表3 にんじん(ジュース)の糖度及び糖含量

品種・系統
糖度
(Brix%)
糖含量(g/100mL)
ショ糖 ブドウ糖 果糖 合計
向陽二号
ひとみ五寸
馬込選抜
7.7a
7.8a
7.1a
3.8a
4.1a
3.1a
1.5ab
1.3b
1.7a
1.4a
1.1b
1.5a
6.8a
6.5a
6.3a
       注)異なる文字間には5%水準で有意差あり
 官能評価結果を表4に示した。"にんじん特有の風味"は「馬込選抜」が他の2試料より有意にやや強かった。「ひとみ五寸」の"にんじん特有の風味"は「向陽二号」のそれに比べてやや弱いが、有意な差ではなかった。"硬さ"は「ひとみ五寸」が他の2試料より有意にやや弱かった。

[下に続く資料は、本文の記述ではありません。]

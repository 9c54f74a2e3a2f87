//! Integration tests for page fetch retries

use crate::support::{channel, config, executor, isolated, FaultyProvider, StuckProvider};
use chat_history_scanner::fetcher::{FetcherError, JsonExportProvider};
use chat_history_scanner::resume::read_checkpoint;
use chat_history_scanner::scanner::{ScanError, ScanRequest, ScanStatus};
use std::time::Duration;
use tempfile::TempDir;

fn request() -> ScanRequest {
    ScanRequest::new("guild-1", "general")
}

#[tokio::test]
async fn test_transient_failures_are_retried() {
    let dir = TempDir::new().unwrap();
    let provider = FaultyProvider::new(channel(30))
        .failing([1, 2, 3], || FetcherError::ServerError {
            status: 502,
            message: "bad gateway".to_string(),
        });

    let outcome = executor(dir.path(), 50)
        .execute(&provider, request())
        .await
        .unwrap();

    assert_eq!(outcome.status, ScanStatus::Completed);
    // Three failures, the page itself, then the empty page
    assert_eq!(provider.calls(), 5);
}

#[tokio::test]
async fn test_exhausted_retries_fail_and_keep_progress() {
    let dir = TempDir::new().unwrap();
    let messages = channel(60);
    // Call 1 succeeds, the second page fails four times in a row
    let provider = FaultyProvider::new(messages.clone())
        .failing([2, 3, 4, 5], || FetcherError::Timeout("30s".to_string()));

    let err = executor(dir.path(), 20)
        .execute(&provider, request())
        .await
        .unwrap_err();
    assert!(matches!(
        err,
        ScanError::Fetch(FetcherError::RetriesExhausted { attempts: 4, .. })
    ));
    assert_eq!(provider.calls(), 5);

    let identity = request().identity().unwrap();
    let path = dir.path().join(identity.filename());
    let raw = read_checkpoint(&path).unwrap().unwrap();
    assert_eq!(raw["cursor_before_id"].as_str(), Some("41"));
    assert!(raw["totals"]["scanned_messages"].as_u64().unwrap() > 0);

    // A later run picks up from the saved cursor and matches a clean scan
    let resumed = executor(dir.path(), 20)
        .execute(&FaultyProvider::new(messages.clone()), request())
        .await
        .unwrap();
    let clean_dir = TempDir::new().unwrap();
    let clean = executor(clean_dir.path(), 20)
        .execute(&FaultyProvider::new(messages), request())
        .await
        .unwrap();
    assert_eq!(resumed.status, ScanStatus::Completed);
    assert_eq!(resumed.totals, clean.totals);
}

#[tokio::test]
async fn test_non_transient_error_is_not_retried() {
    let dir = TempDir::new().unwrap();
    let provider = FaultyProvider::new(channel(10))
        .failing([1], || FetcherError::PermissionDenied("missing read history".to_string()));

    let err = executor(dir.path(), 20)
        .execute(&provider, request())
        .await
        .unwrap_err();

    assert!(matches!(
        err,
        ScanError::Fetch(FetcherError::PermissionDenied(_))
    ));
    assert_eq!(provider.calls(), 1);
}

#[tokio::test(start_paused = true)]
async fn test_rate_limit_hint_extends_backoff() {
    let dir = TempDir::new().unwrap();
    let provider = FaultyProvider::new(channel(5)).failing([1], || FetcherError::RateLimited {
        retry_after: Some(Duration::from_secs(30)),
    });

    let started = tokio::time::Instant::now();
    let outcome = executor(dir.path(), 20)
        .execute(&provider, request())
        .await
        .unwrap();

    assert_eq!(outcome.status, ScanStatus::Completed);
    assert!(started.elapsed() >= Duration::from_secs(30));
}

#[tokio::test(start_paused = true)]
async fn test_backoff_grows_linearly() {
    let dir = TempDir::new().unwrap();
    let provider = FaultyProvider::new(channel(5)).failing([1, 2, 3], || {
        FetcherError::NetworkError("reset".to_string())
    });
    let executor = isolated(
        config(dir.path(), 20).with_retry(4, Duration::from_secs(1)),
    );

    let started = tokio::time::Instant::now();
    executor.execute(&provider, request()).await.unwrap();

    // 1s + 2s + 3s
    let elapsed = started.elapsed();
    assert!(elapsed >= Duration::from_secs(6));
    assert!(elapsed < Duration::from_secs(7));
}

#[tokio::test]
async fn test_provider_ignoring_cursor_is_an_error() {
    let dir = TempDir::new().unwrap();
    let provider = StuckProvider {
        inner: JsonExportProvider::from_messages(channel(10)),
    };

    let err = executor(dir.path(), 5)
        .execute(&provider, request())
        .await
        .unwrap_err();
    assert!(matches!(
        err,
        ScanError::Fetch(FetcherError::InvalidResponse(_))
    ));
}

また、"甘み"については3試料に差はなかった。

表4 にんじんの官能評価結果

品種・系統
評価スコア
にんじん特有の風味 硬さ 甘み
向陽二号
ひとみ五寸
馬込選抜
0.06b
-0.56b
0.89a
0.61a
-0.39b
0.50a
0a
0.22a
-0.11a
       注)異なる文字間には5%水準で有意差あり
 評価コメントには、「馬込選抜」は「にんじんらしい味、味が薄く風味が強い」、また「ひとみ五寸」は「にんじん臭がない、個性がない」等とあった。
 以上のような評価結果を総合すると、「向陽二号」は「にんじん特有の風味と甘みがあり硬さも普通」、「ひとみ五寸」は「にんじん特有の風味はやや弱いが甘みがあり軟らかい」、「馬込選抜」は「にんじん特有の風味が強く甘みや硬さは普通」ととりまとめることができる。なお、"甘み"について差がなかったことは、糖含量に有意な差がないことと一致した結果となった。